Which term describes a loan with an annual percentage rate significantly higher than the average market rate?

Prepare for the New Jersey Residential Mortgage Lending Act Exam. Use flashcards, multiple choice questions with explanations to excel in your test. Gear up for success!

The term that accurately describes a loan with an annual percentage rate significantly higher than the average market rate is a High-Cost Mortgage. This classification is particularly important in lending practices as it helps to identify loans that may carry higher costs for borrowers.

In the context of the New Jersey Residential Mortgage Lending Act, a High-Cost Mortgage is regulated to provide greater consumer protection. This type of loan often comes with certain characteristics, such as higher interest rates and additional fees, which can lead to financial strain for borrowers if not understood properly. By identifying these loans, borrowers can be more informed about the potential risks and costs associated with high-interest borrowing.
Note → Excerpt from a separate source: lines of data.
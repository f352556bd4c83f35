use axum::{
    routing::{get, post, put},
    Router,
};

use crate::api::handlers::*;
use crate::server::AppState;

/// API 라우터 생성
pub fn create_api_router() -> Router<AppState> {
    Router::new()
        // 인증 API
        .route("/auth/register", post(register))
        .route("/auth/login", post(login))
        .route("/auth/validate", post(validate_token))
        .route("/auth/google", post(google_auth))
        .route("/auth/forgot-password", post(forgot_password))
        .route("/auth/reset-password", post(reset_password))
        // 시장 데이터 / 문의 (공개)
        .route("/cryptos/top10", get(top10_cryptos))
        .route("/contact", post(user_contact))
        // 대시보드 API
        .route("/api/dashboard-data", get(dashboard_data))
        .route("/api/profile", get(user_profile))
        .route("/api/transactions", get(user_transactions))
        .route("/api/today-report", put(update_today_report))
        .route("/api/holdings", put(update_holdings))
        // 출금 API
        .route("/api/withdraw/create", post(create_withdrawal))
        .route("/api/withdraw/history", get(withdrawal_history))
        .route("/api/withdraw/balance", get(withdrawal_balance))
        .route("/api/withdraw/update/:withdrawal_id", put(update_withdrawal_status))
        // 입금 API
        .route("/api/deposit/record", post(record_deposit))
        .route("/api/deposit/history", get(deposit_history))
        .route("/api/deposit/addresses", get(deposit_addresses))
}
/// 비밀번호 찾기 핸들러
pub async fn forgot_password(
    State(state): State<AppState>,
    Json(payload): Json<ForgotPasswordRequest>,
) -> Result<Json<MessageResponse>, ApiError> {
    let email = payload
        .email
        .filter(|email| !email.is_empty())
        .ok_or_else(|| err(StatusCode::BAD_REQUEST, "이메일을 입력해야 합니다"))?;

    let user = state
        .users
        .get_user_by_email(&email)
        .await
        .map_err(ledger_error)?
        .ok_or_else(|| err(StatusCode::NOT_FOUND, "등록되지 않은 이메일입니다"))?;

    let mut bytes = [0u8; 32];
    rand::thread_rng().fill_bytes(&mut bytes);
    let reset_token = hex::encode(bytes);
    let expiry = Utc::now() + chrono::Duration::hours(1);

    state
        .users
        .set_reset_token(&user.id, &reset_token, expiry)
        .await
        .map_err(ledger_error)?;

    // 메일 발송은 별도 시스템 담당
    debug!("비밀번호 재설정 토큰 발급: {}", user.id);

    Ok(Json(MessageResponse {
        success: true,
        message: "비밀번호 재설정 링크를 이메일로 보냈습니다".to_string(),
    }))
}

/// 비밀번호 재설정 핸들러
pub async fn reset_password(
    State(state): State<AppState>,
    Json(payload): Json<ResetPasswordRequest>,
) -> Result<Json<MessageResponse>, ApiError> {
    let token = payload
        .token
        .filter(|token| !token.is_empty())
        .ok_or_else(|| err(StatusCode::BAD_REQUEST, "재설정 토큰이 필요합니다"))?;

    let user = state
        .users
        .get_user_by_reset_token(&token)
        .await
        .map_err(ledger_error)?
        .ok_or_else(|| err(StatusCode::BAD_REQUEST, "유효하지 않은 재설정 토큰"))?;

    let expired = user
        .reset_token_expiry
        .map(|expiry| Utc::now() > expiry)
        .unwrap_or(true);
    if expired {
        return Err(err(
            StatusCode::BAD_REQUEST,
            "재설정 토큰이 만료되었습니다",
        ));
    }

    let password = payload.password.unwrap_or_default();
    if password.is_empty() {
        return Err(err(StatusCode::BAD_REQUEST, "비밀번호를 입력해야 합니다"));
    }
    if payload.confirm_password.as_deref() != Some(password.as_str()) {
        return Err(err(
            StatusCode::BAD_REQUEST,
            "비밀번호가 일치하지 않습니다",
        ));
    }

    let password_hash = hash_password(&password).map_err(|e| {
        error!("비밀번호 해시 실패: {}", e);
        err(StatusCode::INTERNAL_SERVER_ERROR, "내부 서버 오류")
    })?;
    state
        .users
        .update_password(&user.id, &password_hash)
        .await
        .map_err(ledger_error)?;

    Ok(Json(MessageResponse {
        success: true,
        message: "비밀번호가 재설정되었습니다".to_string(),
    }))
}

// ============ 대시보드 ============

/// 대시보드 데이터 핸들러
pub async fn dashboard_data(
    State(state): State<AppState>,
    AuthUser(claims): AuthUser,
) -> Result<Json<DashboardResponse>, ApiError> {
    let data = state
        .users
        .dashboard_data(&claims.sub)
        .await
        .map_err(ledger_error)?;
    Ok(Json(DashboardResponse {
        success: true,
        data,
    }))
}

/// 프로필 조회 핸들러. 민감 필드는 제거
pub async fn user_profile(
    State(state): State<AppState>,
    AuthUser(claims): AuthUser,
) -> Result<Json<ProfileResponse>, ApiError> {
    let user = state
        .users
        .get_user(&claims.sub)
        .await
        .map_err(ledger_error)?;

    let mut data = serde_json::to_value(&user).map_err(|e| {
        error!("프로필 직렬화 실패: {}", e);
        err(StatusCode::INTERNAL_SERVER_ERROR, "내부 서버 오류")
    })?;
    if let Some(map) = data.as_object_mut() {
        map.remove("password");
        map.remove("resetToken");
        map.remove("resetTokenExpiry");
    }

    Ok(Json(ProfileResponse {
        success: true,
        data,
    }))
}
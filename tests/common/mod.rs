#![allow(dead_code)]

use std::collections::HashMap;
use std::sync::Mutex;

use assignment_sync::canvas::{
    AssignmentRequest, CanvasClient, OverrideRequest, QuizAssignmentOverrides, QuizRequest,
    RawAssignment, RawOverride, RawQuiz, Section,
};
use assignment_sync::error::{ApiError, AppError};
use async_trait::async_trait;
use chrono::FixedOffset;

/// A write the sync service issued against Canvas.
#[derive(Debug, Clone, PartialEq)]
pub enum Call {
    DeleteOverride { assignment_id: u64, override_id: u64 },
    CreateOverride { assignment_id: u64, request: OverrideRequest },
    EditAssignment { assignment_id: u64, request: AssignmentRequest },
}

/// A course held in memory. Reads come from the fields, writes are recorded.
#[derive(Default)]
pub struct MemoryCanvasClient {
    pub sections: Vec<Section>,
    pub assignments: Vec<RawAssignment>,
    pub quizzes: Vec<RawQuiz>,
    pub overrides: HashMap<u64, Vec<RawOverride>>,
    /// Override creation for these section IDs answers 400.
    pub failing_sections: Vec<u64>,
    pub calls: Mutex<Vec<Call>>,
}

impl MemoryCanvasClient {
    pub fn calls(&self) -> Vec<Call> {
        self.calls.lock().unwrap().clone()
    }

    fn record(&self, call: Call) {
        self.calls.lock().unwrap().push(call);
    }
}

fn not_found() -> AppError {
    AppError::Api(ApiError {
        status: 404,
        reason: "Not Found".to_string(),
        body: r#"{"errors":[{"message":"The specified resource does not exist."}]}"#.to_string(),
    })
}

#[async_trait]
impl CanvasClient for MemoryCanvasClient {
    async fn list_sections(&self) -> Result<Vec<Section>, AppError> {
        Ok(self.sections.clone())
    }

    async fn list_assignments(&self) -> Result<Vec<RawAssignment>, AppError> {
        Ok(self.assignments.clone())
    }

    async fn list_quizzes(&self) -> Result<Vec<RawQuiz>, AppError> {
        Ok(self.quizzes.clone())
    }

    async fn get_assignment(&self, assignment_id: u64) -> Result<RawAssignment, AppError> {
        self.assignments
            .iter()
            .find(|a| a.id == assignment_id)
            .cloned()
            .ok_or_else(not_found)
    }

    async fn get_quiz(&self, quiz_id: u64) -> Result<RawQuiz, AppError> {
        self.quizzes
            .iter()
            .find(|q| q.id == quiz_id)
            .cloned()
            .ok_or_else(not_found)
    }

    async fn create_assignment(&self, _request: &AssignmentRequest) -> Result<RawAssignment, AppError> {
        Err(not_found())
    }

    async fn edit_assignment(
        &self,
        assignment_id: u64,
        request: &AssignmentRequest,
    ) -> Result<RawAssignment, AppError> {
        let mut assignment = self.get_assignment(assignment_id).await?;
        self.record(Call::EditAssignment {
            assignment_id,
            request: request.clone(),
        });
        assignment.name = request.assignment.name.clone();
        assignment.due_at = request.assignment.due_at.clone();
        Ok(assignment)
    }

    async fn create_quiz(&self, _request: &QuizRequest) -> Result<RawQuiz, AppError> {
        Err(not_found())
    }

    async fn edit_quiz(&self, quiz_id: u64, _request: &QuizRequest) -> Result<RawQuiz, AppError> {
        self.get_quiz(quiz_id).await
    }

    async fn list_overrides(&self, assignment_id: u64) -> Result<Vec<RawOverride>, AppError> {
        Ok(self.overrides.get(&assignment_id).cloned().unwrap_or_default())
    }

    async fn create_override(
        &self,
        assignment_id: u64,
        request: &OverrideRequest,
    ) -> Result<RawOverride, AppError> {
        let fields = &request.assignment_override;
        if self.failing_sections.contains(&fields.course_section_id) {
            return Err(AppError::Api(ApiError {
                status: 400,
                reason: "Bad Request".to_string(),
                body: r#"{"errors":{"due_at":[{"message":"must be between lock dates"}]}}"#
                    .to_string(),
            }));
        }
        self.record(Call::CreateOverride {
            assignment_id,
            request: request.clone(),
        });
        Ok(RawOverride {
            id: 90_000 + fields.course_section_id,
            title: String::new(),
            due_at: fields.due_at.clone(),
            course_section_id: Some(fields.course_section_id),
        })
    }

    async fn delete_override(&self, assignment_id: u64, override_id: u64) -> Result<(), AppError> {
        self.record(Call::DeleteOverride {
            assignment_id,
            override_id,
        });
        Ok(())
    }

    async fn list_quiz_overrides(&self) -> Result<Vec<QuizAssignmentOverrides>, AppError> {
        Ok(Vec::new())
    }
}

pub fn central() -> FixedOffset {
    FixedOffset::west_opt(6 * 3600).unwrap()
}

pub fn section(id: u64, name: &str) -> Section {
    Section {
        id,
        name: name.to_string(),
    }
}

pub fn assignment(id: u64, name: &str, due: Option<&str>) -> RawAssignment {
    RawAssignment {
        id,
        name: name.to_string(),
        due_at: due.map(str::to_string),
        unlock_at: None,
        lock_at: None,
        published: true,
        muted: false,
        is_quiz_assignment: false,
        quiz_id: None,
    }
}

pub fn lab_override(id: u64, section_id: u64, title: &str, due: &str) -> RawOverride {
    RawOverride {
        id,
        title: title.to_string(),
        due_at: Some(due.to_string()),
        course_section_id: Some(section_id),
    }
}

pub const HEADER_TAIL: &str = "Available from\tAvailable until\tPublished\tMuted\tCanvas ID";
use serde::{Deserialize, Serialize};

/// Fields kept from a section listing.
pub const SECTION_FIELDS: &[&str] = &["id", "name"];

/// Fields kept from an assignment listing.
pub const ASSIGNMENT_FIELDS: &[&str] = &[
    "id",
    "name",
    "due_at",
    "unlock_at",
    "lock_at",
    "published",
    "muted",
    "is_quiz_assignment",
    "quiz_id",
];

/// Fields kept from an override listing.
pub const OVERRIDE_FIELDS: &[&str] = &["id", "due_at", "course_section_id", "title"];

#[derive(Debug, Clone, Deserialize)]
pub struct Section {
    pub id: u64,
    pub name: String,
}

#[derive(Debug, Clone, Deserialize)]
pub struct RawAssignment {
    pub id: u64,
    pub name: String,
    #[serde(default)]
    pub due_at: Option<String>,
    #[serde(default)]
    pub unlock_at: Option<String>,
    #[serde(default)]
    pub lock_at: Option<String>,
    #[serde(default)]
    pub published: bool,
    #[serde(default, deserialize_with = "null_as_false")]
    pub muted: bool,
    #[serde(default)]
    pub is_quiz_assignment: bool,
    #[serde(default)]
    pub quiz_id: Option<u64>,
}

#[derive(Debug, Clone, Deserialize)]
pub struct RawQuiz {
    pub id: u64,
    pub title: String,
    #[serde(default)]
    pub assignment_id: Option<u64>,
    #[serde(default)]
    pub due_at: Option<String>,
    #[serde(default)]
    pub unlock_at: Option<String>,
    #[serde(default)]
    pub lock_at: Option<String>,
    #[serde(default)]
    pub published: bool,
}

#[derive(Debug, Clone, PartialEq, Deserialize)]
pub struct RawOverride {
    pub id: u64,
    #[serde(default)]
    pub title: String,
    #[serde(default)]
    pub due_at: Option<String>,
    #[serde(default)]
    pub course_section_id: Option<u64>,
}

#[derive(Debug, Deserialize)]
pub struct QuizOverridesResponse {
    pub quiz_assignment_overrides: Vec<QuizAssignmentOverrides>,
}

#[derive(Debug, Deserialize)]
pub struct QuizAssignmentOverrides {
    pub quiz_id: u64,
    #[serde(default)]
    pub due_dates: Vec<QuizDueDate>,
}

#[derive(Debug, Deserialize)]
pub struct QuizDueDate {
    #[serde(default)]
    pub id: Option<u64>,
    #[serde(default)]
    pub due_at: Option<String>,
    #[serde(default)]
    pub unlock_at: Option<String>,
    #[serde(default)]
    pub lock_at: Option<String>,
    #[serde(default)]
    pub title: Option<String>,
    #[serde(default)]
    pub base: bool,
}

#[derive(Debug, Clone, PartialEq, Serialize)]
pub struct OverrideRequest {
    pub assignment_override: OverrideFields,
}

#[derive(Debug, Clone, PartialEq, Serialize)]
pub struct OverrideFields {
    pub course_section_id: u64,
    pub due_at: Option<String>,
    pub lock_at: Option<String>,
    pub unlock_at: Option<String>,
}

#[derive(Debug, Clone, PartialEq, Serialize)]
pub struct AssignmentRequest {
    pub assignment: AssignmentFields,
}

#[derive(Debug, Clone, PartialEq, Serialize)]
pub struct AssignmentFields {
    pub name: String,
    pub due_at: Option<String>,
    pub muted: bool,
    pub published: bool,
    pub lock_at: Option<String>,
    pub unlock_at: Option<String>,
}

#[derive(Debug, Clone, PartialEq, Serialize)]
pub struct QuizRequest {
    pub quiz: QuizFields,
}

#[derive(Debug, Clone, PartialEq, Serialize)]
pub struct QuizFields {
    pub title: String,
    pub due_at: Option<String>,
    pub published: bool,
    pub lock_at: Option<String>,
    pub unlock_at: Option<String>,
}

/// Empty strings go over the wire as `null`.
pub fn non_empty(value: &str) -> Option<String> {
    if value.is_empty() {
        None
    } else {
        Some(value.to_string())
    }
}

fn null_as_false<'de, D>(deserializer: D) -> Result<bool, D::Error>
where
    D: serde::Deserializer<'de>,
{
    Ok(Option::<bool>::deserialize(deserializer)?.unwrap_or(false))
}
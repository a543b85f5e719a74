pub mod timestamp;

use std::collections::{BTreeMap, BTreeSet, HashMap};
use std::fmt::Display;

use chrono::TimeZone;

use crate::error::AppError;
use crate::models::{Assignment, AssignmentUpdate, Field, LabSection};

pub const TITLE: &str = "Title";
pub const AVAILABLE_FROM: &str = "Available from";
pub const AVAILABLE_UNTIL: &str = "Available until";
pub const PUBLISHED: &str = "Published";
pub const MUTED: &str = "Muted";
pub const CANVAS_ID: &str = "Canvas ID";

/// One data row of an uploaded spreadsheet.
#[derive(Debug, Clone, PartialEq)]
pub struct ParsedRow {
    pub canvas_id: u64,
    pub update: AssignmentUpdate,
}

fn columns(sections: &[LabSection]) -> Vec<(String, Field)> {
    let mut columns = vec![(TITLE.to_string(), Field::Name)];
    columns.extend(sections.iter().map(|s| (s.name.clone(), Field::Section(s.id))));
    columns.extend([
        (AVAILABLE_FROM.to_string(), Field::Unlock),
        (AVAILABLE_UNTIL.to_string(), Field::Lock),
        (PUBLISHED.to_string(), Field::Published),
        (MUTED.to_string(), Field::Muted),
        (CANVAS_ID.to_string(), Field::Id),
    ]);
    columns
}

fn is_date(field: Field) -> bool {
    matches!(
        field,
        Field::Due | Field::Unlock | Field::Lock | Field::Section(_)
    )
}

/// Renders assignments as a tab-separated sheet, one column per lab
/// section in `sections` order, with dates shown in `tz`.
pub fn render_sheet<Tz>(
    assignments: &[Assignment],
    sections: &[LabSection],
    tz: &Tz,
) -> Result<String, AppError>
where
    Tz: TimeZone,
    Tz::Offset: Display,
{
    let columns = columns(sections);

    let header: Vec<String> = columns.iter().map(|(name, _)| clean(name)).collect();
    let mut out = header.join("\t");
    out.push('\n');

    for assignment in assignments {
        let mut cells = Vec::with_capacity(columns.len());
        for (_, field) in &columns {
            let mut cell = assignment.get(*field)?.to_string();
            if cell.eq_ignore_ascii_case("none") {
                cell.clear();
            }
            if is_date(*field) && timestamp::is_iso(&cell) {
                cell = timestamp::iso_to_local_in(&cell, tz)?;
            }
            cells.push(clean(&cell));
        }
        out.push_str(&cells.join("\t"));
        out.push('\n');
    }

    Ok(out)
}

// Tabs and line breaks would split the cell.
fn clean(cell: &str) -> String {
    cell.replace(['\t', '\r', '\n'], " ")
}

/// Parses a sheet produced by [`render_sheet`] (possibly edited) into one
/// candidate update per row, with dates converted from `tz` to UTC.
pub fn parse_sheet<Tz: TimeZone>(
    text: &str,
    sections: &[LabSection],
    tz: &Tz,
) -> Result<Vec<ParsedRow>, AppError> {
    let mut lines = text
        .lines()
        .enumerate()
        .filter(|(_, line)| !line.trim().is_empty());

    let (_, header_line) = lines
        .next()
        .ok_or_else(|| AppError::Sheet("file has no header row".to_string()))?;
    let headers: Vec<&str> = header_line
        .trim_start_matches('\u{feff}')
        .split('\t')
        .map(str::trim)
        .collect();

    let index: HashMap<&str, usize> = headers
        .iter()
        .enumerate()
        .map(|(i, h)| (*h, i))
        .collect();
    let column = |name: &str| {
        index
            .get(name)
            .copied()
            .ok_or_else(|| AppError::Sheet(format!("missing column \"{}\"", name)))
    };

    let title = column(TITLE)?;
    let available_from = column(AVAILABLE_FROM)?;
    let available_until = column(AVAILABLE_UNTIL)?;
    let published = column(PUBLISHED)?;
    let muted = column(MUTED)?;
    let canvas_id = column(CANVAS_ID)?;
    if sections.is_empty() {
        return Err(AppError::Sheet(
            "course has no lab sections, so the sheet has no due date columns".to_string(),
        ));
    }
    let section_columns = section_columns(&headers, sections)?;

    let mut rows = Vec::new();
    for (line_no, line) in lines {
        let row = line_no + 1;
        let cells: Vec<&str> = line.split('\t').collect();
        let raw = |i: usize| cells.get(i).copied().unwrap_or("");
        let cell = |i: usize| raw(i).trim();

        let mut dates = BTreeMap::new();
        for (section_id, i) in &section_columns {
            dates.insert(*section_id, timestamp::local_to_iso_in(cell(*i), tz)?);
        }

        let distinct: BTreeSet<&String> = dates.values().collect();
        let single_due_date = distinct.len() <= 1;
        let due = if single_due_date {
            let shared = distinct.into_iter().next().cloned().unwrap_or_default();
            dates.values_mut().for_each(String::clear);
            shared
        } else {
            String::new()
        };

        let id_text = cell(canvas_id);
        let id = id_text.parse::<u64>().map_err(|_| {
            AppError::Sheet(format!("row {}: invalid Canvas ID {:?}", row, id_text))
        })?;

        rows.push(ParsedRow {
            canvas_id: id,
            update: AssignmentUpdate {
                // Canvas keeps surrounding spaces in names.
                name: raw(title).to_string(),
                due,
                muted: parse_flag(cell(muted), row, MUTED)?,
                published: parse_flag(cell(published), row, PUBLISHED)?,
                sections: dates,
                lock: timestamp::local_to_iso_in(cell(available_until), tz)?,
                unlock: timestamp::local_to_iso_in(cell(available_from), tz)?,
                single_due_date,
            },
        });
    }

    Ok(rows)
}

/// Finds each section's column: an exact header match first, otherwise the
/// first header containing the section name.
fn section_columns(headers: &[&str], sections: &[LabSection]) -> Result<Vec<(u64, usize)>, AppError> {
    sections
        .iter()
        .map(|s| {
            headers
                .iter()
                .position(|h| *h == s.name)
                .or_else(|| headers.iter().position(|h| h.contains(s.name.as_str())))
                .map(|i| (s.id, i))
                .ok_or_else(|| AppError::Sheet(format!("missing column for section \"{}\"", s.name)))
        })
        .collect()
}

fn parse_flag(value: &str, row: usize, column: &str) -> Result<bool, AppError> {
    if let Ok(n) = value.parse::<i64>() {
        return Ok(n != 0);
    }
    match value.to_ascii_lowercase().as_str() {
        "true" => Ok(true),
        "false" => Ok(false),
        _ => Err(AppError::Sheet(format!(
            "row {}: {} must be 0 or 1, got {:?}",
            row, column, value
        ))),
    }
}
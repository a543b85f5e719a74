//! Conversion between spreadsheet-local timestamps (`M/D/YYYY H:M[:S]`)
//! and the UTC ISO-8601 form Canvas uses (`YYYY-MM-DDTHH:MM:SSZ`).

use std::fmt::Display;
use std::sync::LazyLock;

use chrono::{Local, LocalResult, NaiveDate, NaiveDateTime, TimeZone, Timelike, Utc};
use regex::Regex;

use crate::error::AppError;

pub const ISO_FORMAT: &str = "%Y-%m-%dT%H:%M:%SZ";
pub const LOCAL_FORMAT: &str = "%m/%d/%Y %H:%M:%S";

static ISO_PATTERN: LazyLock<Regex> =
    LazyLock::new(|| Regex::new(r"^\d{4}-\d{2}-\d{2}T\d{2}:\d{2}:\d{2}Z").expect("valid regex"));

static LOCAL_PATTERN: LazyLock<Regex> =
    LazyLock::new(|| Regex::new(r"^\d{1,2}/\d{1,2}/\d{2,} \d{1,2}:\d{2}").expect("valid regex"));

// M/D/YYYY H:M:S, M/D/YYYY H:M, M/D/YY H:M:S, M/D/YY H:M
static LOCAL_PARTS: LazyLock<Regex> = LazyLock::new(|| {
    Regex::new(r"^(\d{1,2})/(\d{1,2})/(\d{4}|\d{2}) (\d{1,2}):(\d{1,2})(?::(\d{1,2}))?$")
        .expect("valid regex")
});

pub fn is_iso(value: &str) -> bool {
    ISO_PATTERN.is_match(value)
}

fn is_blank(value: &str) -> bool {
    value.is_empty() || value == "None"
}

/// Converts a spreadsheet date in the system timezone to UTC ISO-8601.
pub fn local_to_iso(value: &str) -> Result<String, AppError> {
    local_to_iso_in(value, &Local)
}

/// Converts a UTC ISO-8601 date to a spreadsheet date in the system timezone.
pub fn iso_to_local(value: &str) -> Result<String, AppError> {
    iso_to_local_in(value, &Local)
}

/// Converts a local date in `tz` to UTC ISO-8601. Values already in ISO
/// form pass through. A result landing on minute 59 gets second 59.
pub fn local_to_iso_in<Tz: TimeZone>(value: &str, tz: &Tz) -> Result<String, AppError> {
    let value = value.trim();
    if is_blank(value) {
        return Ok(String::new());
    }
    if is_iso(value) {
        return Ok(value.to_string());
    }

    let naive = parse_local(value)?;
    let local = match tz.from_local_datetime(&naive) {
        LocalResult::Single(dt) => dt,
        LocalResult::Ambiguous(earliest, _) => earliest,
        LocalResult::None => return Err(AppError::DateParse(value.to_string())),
    };

    let mut utc = local.with_timezone(&Utc);
    if utc.minute() == 59 {
        utc = utc.with_second(59).unwrap_or(utc);
    }
    Ok(utc.format(ISO_FORMAT).to_string())
}

/// Converts a UTC ISO-8601 date to `M/D/YYYY H:M:S` in `tz`. Values
/// already in local form pass through.
pub fn iso_to_local_in<Tz>(value: &str, tz: &Tz) -> Result<String, AppError>
where
    Tz: TimeZone,
    Tz::Offset: Display,
{
    let value = value.trim();
    if is_blank(value) {
        return Ok(String::new());
    }
    if LOCAL_PATTERN.is_match(value) {
        return Ok(value.to_string());
    }

    let naive = NaiveDateTime::parse_from_str(value, ISO_FORMAT)
        .map_err(|_| AppError::DateParse(value.to_string()))?;
    let local = Utc.from_utc_datetime(&naive).with_timezone(tz);
    Ok(local.format(LOCAL_FORMAT).to_string())
}

fn parse_local(value: &str) -> Result<NaiveDateTime, AppError> {
    let invalid = || AppError::DateParse(value.to_string());
    let caps = LOCAL_PARTS.captures(value).ok_or_else(invalid)?;

    let number = |i: usize| -> Result<u32, AppError> {
        caps.get(i)
            .map_or(Ok(0), |m| m.as_str().parse::<u32>())
            .map_err(|_| invalid())
    };

    let year_text = &caps[3];
    let year = year_text.parse::<i32>().map_err(|_| invalid())?;
    let year = match year_text.len() {
        2 if year < 69 => 2000 + year,
        2 => 1900 + year,
        _ => year,
    };

    let (month, day) = (number(1)?, number(2)?);
    let (hour, minute, second) = (number(4)?, number(5)?, number(6)?);

    NaiveDate::from_ymd_opt(year, month, day)
        .and_then(|d| d.and_hms_opt(hour, minute, second))
        .ok_or_else(invalid)
}
pub mod sync_service;

pub use sync_service::{CourseState, SyncService, SyncStats};
use std::fmt;

use thiserror::Error;

/// A non-success response from the Canvas API.
#[derive(Debug, Clone, PartialEq, Eq)]
pub struct ApiError {
    pub status: u16,
    pub reason: String,
    pub body: String,
}

impl fmt::Display for ApiError {
    fn fmt(&self, f: &mut fmt::Formatter<'_>) -> fmt::Result {
        write!(f, "{} {}: {}", self.status, self.reason, self.body)
    }
}

#[derive(Debug, Error)]
pub enum AppError {
    #[error("Canvas API error {0}")]
    Api(ApiError),

    #[error("HTTP error: {0}")]
    Http(#[from] reqwest::Error),

    #[error("Failed to decode Canvas response: {0}")]
    Decode(String),

    #[error("Lookup error: {0}")]
    Lookup(String),

    #[error("Unrecognized date: {0:?}")]
    DateParse(String),

    #[error("Spreadsheet error: {0}")]
    Sheet(String),

    #[error("Assignment {0} not found in course")]
    UnknownAssignment(u64),

    #[error("Configuration error: {0}")]
    Config(String),

    #[error("IO error: {0}")]
    Io(#[from] std::io::Error),

    #[error("JSON error: {0}")]
    Json(#[from] serde_json::Error),
}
On the other hand, terms like Standard Mortgage, Subprime Mortgage, and Conventional Mortgage describe other categories of loans. A Standard Mortgage generally reflects typical loan features and rates, while a Subprime Mortgage is aimed at borrowers with lower credit scores but does not inherently imply a rate significantly higher than market averages. A Conventional Mortgage is often conforming to general lending guidelines without indicates about high costs. Each of these options, while relevant in different contexts, does not specifically highlight the problematic pricing associated with high-cost loans in the same way that a High-Cost Mortgage does.